(Items listed in a dataset)
※ ※ ※

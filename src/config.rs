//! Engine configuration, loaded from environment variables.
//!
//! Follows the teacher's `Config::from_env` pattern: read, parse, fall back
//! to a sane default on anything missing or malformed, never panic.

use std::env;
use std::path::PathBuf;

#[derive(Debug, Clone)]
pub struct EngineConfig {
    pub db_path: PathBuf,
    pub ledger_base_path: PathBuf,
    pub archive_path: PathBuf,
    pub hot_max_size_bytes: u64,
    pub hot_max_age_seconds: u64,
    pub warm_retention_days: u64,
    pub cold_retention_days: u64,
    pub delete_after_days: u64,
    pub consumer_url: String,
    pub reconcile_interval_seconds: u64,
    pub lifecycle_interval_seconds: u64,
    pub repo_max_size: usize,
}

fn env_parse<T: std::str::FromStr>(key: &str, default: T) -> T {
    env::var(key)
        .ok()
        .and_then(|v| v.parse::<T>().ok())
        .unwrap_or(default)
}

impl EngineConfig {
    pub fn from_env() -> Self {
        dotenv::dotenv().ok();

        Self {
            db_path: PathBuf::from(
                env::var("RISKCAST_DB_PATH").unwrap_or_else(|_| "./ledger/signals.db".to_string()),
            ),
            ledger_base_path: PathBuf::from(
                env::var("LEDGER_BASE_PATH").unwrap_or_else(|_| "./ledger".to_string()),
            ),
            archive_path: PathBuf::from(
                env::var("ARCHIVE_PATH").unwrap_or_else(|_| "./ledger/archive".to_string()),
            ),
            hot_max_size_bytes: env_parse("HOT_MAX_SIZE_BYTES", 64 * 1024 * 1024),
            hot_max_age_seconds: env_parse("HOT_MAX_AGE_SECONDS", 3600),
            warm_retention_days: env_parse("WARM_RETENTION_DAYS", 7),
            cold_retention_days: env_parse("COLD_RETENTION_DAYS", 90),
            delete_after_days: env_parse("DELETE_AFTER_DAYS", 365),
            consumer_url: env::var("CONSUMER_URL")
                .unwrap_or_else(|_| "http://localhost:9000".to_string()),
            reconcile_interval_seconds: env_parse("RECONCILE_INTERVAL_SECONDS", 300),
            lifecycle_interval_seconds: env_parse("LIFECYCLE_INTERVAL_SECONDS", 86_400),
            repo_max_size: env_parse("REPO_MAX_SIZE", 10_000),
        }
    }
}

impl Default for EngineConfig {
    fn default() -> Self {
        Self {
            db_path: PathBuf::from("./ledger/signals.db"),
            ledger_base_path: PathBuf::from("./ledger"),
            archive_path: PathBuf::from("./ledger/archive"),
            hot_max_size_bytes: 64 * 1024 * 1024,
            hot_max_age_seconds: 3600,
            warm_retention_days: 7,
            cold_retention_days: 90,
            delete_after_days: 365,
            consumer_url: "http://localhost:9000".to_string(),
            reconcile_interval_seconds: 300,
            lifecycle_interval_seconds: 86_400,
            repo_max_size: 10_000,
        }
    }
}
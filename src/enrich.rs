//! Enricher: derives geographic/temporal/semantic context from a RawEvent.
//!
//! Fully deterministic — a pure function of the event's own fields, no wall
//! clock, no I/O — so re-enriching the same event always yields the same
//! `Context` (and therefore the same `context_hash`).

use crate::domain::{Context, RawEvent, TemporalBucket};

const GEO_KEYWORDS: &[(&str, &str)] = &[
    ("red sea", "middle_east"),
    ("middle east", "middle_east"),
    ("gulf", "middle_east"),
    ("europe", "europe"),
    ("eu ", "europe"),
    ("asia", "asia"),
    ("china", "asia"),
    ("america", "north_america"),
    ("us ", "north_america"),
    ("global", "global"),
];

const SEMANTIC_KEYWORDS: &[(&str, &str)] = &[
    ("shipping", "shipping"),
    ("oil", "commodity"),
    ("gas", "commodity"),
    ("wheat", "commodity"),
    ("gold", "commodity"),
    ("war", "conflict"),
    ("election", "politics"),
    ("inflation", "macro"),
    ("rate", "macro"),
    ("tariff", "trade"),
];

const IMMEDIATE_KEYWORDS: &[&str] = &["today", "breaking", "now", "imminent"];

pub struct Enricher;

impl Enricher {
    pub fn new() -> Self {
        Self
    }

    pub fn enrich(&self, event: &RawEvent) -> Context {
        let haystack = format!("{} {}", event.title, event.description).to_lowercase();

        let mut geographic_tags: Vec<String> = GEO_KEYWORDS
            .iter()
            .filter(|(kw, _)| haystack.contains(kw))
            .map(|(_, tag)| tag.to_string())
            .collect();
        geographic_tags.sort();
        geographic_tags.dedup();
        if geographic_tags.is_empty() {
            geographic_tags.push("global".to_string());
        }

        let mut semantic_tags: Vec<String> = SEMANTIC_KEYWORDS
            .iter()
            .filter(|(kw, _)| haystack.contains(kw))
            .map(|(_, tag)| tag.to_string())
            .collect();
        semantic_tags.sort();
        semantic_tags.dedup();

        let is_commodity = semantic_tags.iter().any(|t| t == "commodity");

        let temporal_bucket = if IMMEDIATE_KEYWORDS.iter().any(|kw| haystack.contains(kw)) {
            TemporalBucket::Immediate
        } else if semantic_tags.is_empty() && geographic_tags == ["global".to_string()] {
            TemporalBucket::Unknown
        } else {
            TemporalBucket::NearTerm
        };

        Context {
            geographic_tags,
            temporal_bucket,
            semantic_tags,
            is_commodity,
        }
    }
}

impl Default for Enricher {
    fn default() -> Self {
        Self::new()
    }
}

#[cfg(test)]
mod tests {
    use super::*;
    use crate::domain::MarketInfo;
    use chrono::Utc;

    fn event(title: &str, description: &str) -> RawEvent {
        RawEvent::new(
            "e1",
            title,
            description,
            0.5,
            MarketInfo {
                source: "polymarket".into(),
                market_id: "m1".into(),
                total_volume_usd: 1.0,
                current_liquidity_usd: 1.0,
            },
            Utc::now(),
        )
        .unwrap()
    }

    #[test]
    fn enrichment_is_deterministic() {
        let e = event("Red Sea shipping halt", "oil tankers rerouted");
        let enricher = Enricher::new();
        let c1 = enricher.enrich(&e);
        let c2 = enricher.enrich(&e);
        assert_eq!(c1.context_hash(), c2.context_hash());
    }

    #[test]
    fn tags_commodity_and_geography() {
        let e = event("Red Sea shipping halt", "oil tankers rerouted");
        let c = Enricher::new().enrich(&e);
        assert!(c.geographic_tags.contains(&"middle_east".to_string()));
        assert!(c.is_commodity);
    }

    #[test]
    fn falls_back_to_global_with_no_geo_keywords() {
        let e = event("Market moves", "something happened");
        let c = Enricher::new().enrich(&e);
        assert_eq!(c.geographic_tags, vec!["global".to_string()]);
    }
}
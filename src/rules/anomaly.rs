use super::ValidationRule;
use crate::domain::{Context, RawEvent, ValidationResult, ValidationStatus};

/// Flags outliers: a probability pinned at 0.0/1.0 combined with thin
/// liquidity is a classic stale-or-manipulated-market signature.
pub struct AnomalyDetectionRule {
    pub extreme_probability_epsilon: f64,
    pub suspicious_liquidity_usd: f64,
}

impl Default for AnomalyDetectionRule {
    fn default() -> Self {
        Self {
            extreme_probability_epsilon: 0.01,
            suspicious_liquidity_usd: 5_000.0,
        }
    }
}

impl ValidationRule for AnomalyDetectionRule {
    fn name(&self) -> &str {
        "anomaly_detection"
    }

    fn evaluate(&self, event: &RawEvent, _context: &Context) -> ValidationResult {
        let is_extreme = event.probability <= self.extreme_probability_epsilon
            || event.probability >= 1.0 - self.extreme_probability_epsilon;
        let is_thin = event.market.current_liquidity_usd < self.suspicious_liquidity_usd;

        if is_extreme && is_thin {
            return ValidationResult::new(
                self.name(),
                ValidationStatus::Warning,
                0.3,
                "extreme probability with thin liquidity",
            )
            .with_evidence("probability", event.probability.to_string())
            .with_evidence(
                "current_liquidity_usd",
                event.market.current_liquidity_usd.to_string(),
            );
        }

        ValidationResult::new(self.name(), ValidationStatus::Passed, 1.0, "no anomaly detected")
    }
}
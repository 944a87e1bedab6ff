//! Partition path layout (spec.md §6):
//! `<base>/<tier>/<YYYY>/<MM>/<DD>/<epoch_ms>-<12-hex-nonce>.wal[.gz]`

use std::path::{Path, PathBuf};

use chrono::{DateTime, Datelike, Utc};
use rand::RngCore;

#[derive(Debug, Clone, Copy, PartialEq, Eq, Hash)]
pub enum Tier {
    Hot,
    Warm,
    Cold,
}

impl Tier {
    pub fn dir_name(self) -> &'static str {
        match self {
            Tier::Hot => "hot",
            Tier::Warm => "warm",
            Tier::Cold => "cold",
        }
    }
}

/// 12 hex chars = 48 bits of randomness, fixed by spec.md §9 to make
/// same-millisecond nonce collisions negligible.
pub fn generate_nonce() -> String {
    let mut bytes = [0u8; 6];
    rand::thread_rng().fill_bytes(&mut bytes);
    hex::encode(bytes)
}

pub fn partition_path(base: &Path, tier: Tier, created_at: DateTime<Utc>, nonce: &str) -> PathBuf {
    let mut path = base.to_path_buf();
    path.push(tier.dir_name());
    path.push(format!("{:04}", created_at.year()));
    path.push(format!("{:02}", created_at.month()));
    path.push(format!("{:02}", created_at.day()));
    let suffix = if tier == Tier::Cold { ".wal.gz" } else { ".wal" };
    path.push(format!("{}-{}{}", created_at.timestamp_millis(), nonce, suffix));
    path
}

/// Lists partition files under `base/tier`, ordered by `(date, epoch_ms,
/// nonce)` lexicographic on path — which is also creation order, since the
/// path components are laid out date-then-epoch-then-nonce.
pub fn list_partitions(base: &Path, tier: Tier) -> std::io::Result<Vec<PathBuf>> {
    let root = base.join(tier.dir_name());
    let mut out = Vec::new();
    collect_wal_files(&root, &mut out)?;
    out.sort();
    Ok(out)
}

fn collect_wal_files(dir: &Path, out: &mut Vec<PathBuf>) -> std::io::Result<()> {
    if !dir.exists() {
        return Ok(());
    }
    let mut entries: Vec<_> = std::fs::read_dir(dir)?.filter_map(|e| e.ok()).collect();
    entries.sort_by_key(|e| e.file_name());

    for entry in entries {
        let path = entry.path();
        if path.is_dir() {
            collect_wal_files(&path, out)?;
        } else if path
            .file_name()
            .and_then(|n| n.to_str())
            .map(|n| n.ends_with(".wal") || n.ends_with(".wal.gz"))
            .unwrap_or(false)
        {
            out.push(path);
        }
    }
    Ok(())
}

※ ※ ※

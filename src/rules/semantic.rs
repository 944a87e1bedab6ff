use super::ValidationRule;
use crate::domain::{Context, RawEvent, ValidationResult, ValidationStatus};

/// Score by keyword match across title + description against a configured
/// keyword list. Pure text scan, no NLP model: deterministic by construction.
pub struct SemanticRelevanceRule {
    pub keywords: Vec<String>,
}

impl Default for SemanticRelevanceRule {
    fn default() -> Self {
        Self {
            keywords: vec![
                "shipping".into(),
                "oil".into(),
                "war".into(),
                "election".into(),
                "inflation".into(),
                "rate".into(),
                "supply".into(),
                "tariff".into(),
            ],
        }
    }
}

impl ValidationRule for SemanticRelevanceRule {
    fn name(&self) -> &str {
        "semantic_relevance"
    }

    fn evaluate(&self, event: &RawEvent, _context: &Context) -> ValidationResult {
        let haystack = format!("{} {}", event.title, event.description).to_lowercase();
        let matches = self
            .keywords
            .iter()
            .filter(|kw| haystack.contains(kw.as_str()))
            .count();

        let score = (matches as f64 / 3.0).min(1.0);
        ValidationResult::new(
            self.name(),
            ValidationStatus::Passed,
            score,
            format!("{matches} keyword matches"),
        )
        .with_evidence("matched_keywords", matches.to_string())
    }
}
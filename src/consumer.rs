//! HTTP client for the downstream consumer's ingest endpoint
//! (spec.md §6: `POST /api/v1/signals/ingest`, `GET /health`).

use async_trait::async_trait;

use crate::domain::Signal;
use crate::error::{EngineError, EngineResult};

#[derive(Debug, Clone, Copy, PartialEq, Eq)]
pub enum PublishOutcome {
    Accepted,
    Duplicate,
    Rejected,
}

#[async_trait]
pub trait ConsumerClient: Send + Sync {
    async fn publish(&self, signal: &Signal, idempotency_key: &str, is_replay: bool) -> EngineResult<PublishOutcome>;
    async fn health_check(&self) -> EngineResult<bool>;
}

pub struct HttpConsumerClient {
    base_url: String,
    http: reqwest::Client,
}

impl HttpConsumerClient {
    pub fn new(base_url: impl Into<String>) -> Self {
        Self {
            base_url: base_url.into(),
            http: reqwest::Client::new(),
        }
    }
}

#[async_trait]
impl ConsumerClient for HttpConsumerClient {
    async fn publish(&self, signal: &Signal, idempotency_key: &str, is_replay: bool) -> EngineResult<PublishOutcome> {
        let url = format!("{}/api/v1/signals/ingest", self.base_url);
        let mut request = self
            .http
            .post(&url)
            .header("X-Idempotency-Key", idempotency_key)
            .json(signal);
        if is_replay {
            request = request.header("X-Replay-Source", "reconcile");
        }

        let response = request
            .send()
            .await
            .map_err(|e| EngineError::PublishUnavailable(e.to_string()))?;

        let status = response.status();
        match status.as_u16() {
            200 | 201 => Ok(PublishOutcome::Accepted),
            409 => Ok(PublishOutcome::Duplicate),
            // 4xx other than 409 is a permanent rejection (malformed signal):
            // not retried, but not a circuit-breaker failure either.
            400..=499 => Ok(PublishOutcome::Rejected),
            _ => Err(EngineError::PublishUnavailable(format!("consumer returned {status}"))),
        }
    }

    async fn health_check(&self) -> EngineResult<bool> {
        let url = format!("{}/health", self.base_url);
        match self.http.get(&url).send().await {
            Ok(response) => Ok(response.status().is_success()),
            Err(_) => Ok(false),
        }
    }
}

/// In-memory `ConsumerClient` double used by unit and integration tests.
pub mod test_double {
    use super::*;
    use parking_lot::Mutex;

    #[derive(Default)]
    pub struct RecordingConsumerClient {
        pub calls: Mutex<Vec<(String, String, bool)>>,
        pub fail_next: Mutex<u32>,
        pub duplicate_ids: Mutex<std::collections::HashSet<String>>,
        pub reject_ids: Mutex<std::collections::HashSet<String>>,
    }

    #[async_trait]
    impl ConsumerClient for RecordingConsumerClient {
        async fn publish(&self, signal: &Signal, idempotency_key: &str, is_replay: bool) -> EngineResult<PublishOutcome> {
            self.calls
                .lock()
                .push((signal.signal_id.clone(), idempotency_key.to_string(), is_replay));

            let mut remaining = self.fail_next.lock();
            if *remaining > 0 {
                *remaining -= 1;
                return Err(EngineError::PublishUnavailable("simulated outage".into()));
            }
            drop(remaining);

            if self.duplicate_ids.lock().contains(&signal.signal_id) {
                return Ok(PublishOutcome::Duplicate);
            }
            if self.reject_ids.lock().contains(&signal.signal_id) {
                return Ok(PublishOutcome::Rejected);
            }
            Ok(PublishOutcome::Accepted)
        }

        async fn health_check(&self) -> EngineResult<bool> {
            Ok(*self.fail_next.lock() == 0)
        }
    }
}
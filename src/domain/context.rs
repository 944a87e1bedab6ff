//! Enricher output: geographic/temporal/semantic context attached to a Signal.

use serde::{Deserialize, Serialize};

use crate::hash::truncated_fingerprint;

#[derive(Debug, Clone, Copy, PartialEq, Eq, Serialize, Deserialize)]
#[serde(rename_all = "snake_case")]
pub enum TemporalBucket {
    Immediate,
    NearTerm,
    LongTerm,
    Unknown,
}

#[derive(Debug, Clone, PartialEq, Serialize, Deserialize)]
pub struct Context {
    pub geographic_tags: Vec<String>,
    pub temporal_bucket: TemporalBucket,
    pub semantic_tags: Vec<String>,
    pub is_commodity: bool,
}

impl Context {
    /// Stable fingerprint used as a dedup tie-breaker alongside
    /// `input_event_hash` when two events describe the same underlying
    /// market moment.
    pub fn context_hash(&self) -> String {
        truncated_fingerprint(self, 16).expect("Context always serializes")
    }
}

※ ※ ※

◆ What you are asked to do ◆
Copy out, exactly and alone, the lines of the entries above between the ones holding "drop(remaining);" and "return Ok(PublishOutcome::Rejected);", inclusive.

◆ Completed exercise ◆
            drop(remaining);

            if self.duplicate_ids.lock().contains(&signal.signal_id) {
                return Ok(PublishOutcome::Duplicate);
            }
            if self.reject_ids.lock().contains(&signal.signal_id) {
                return Ok(PublishOutcome::Rejected);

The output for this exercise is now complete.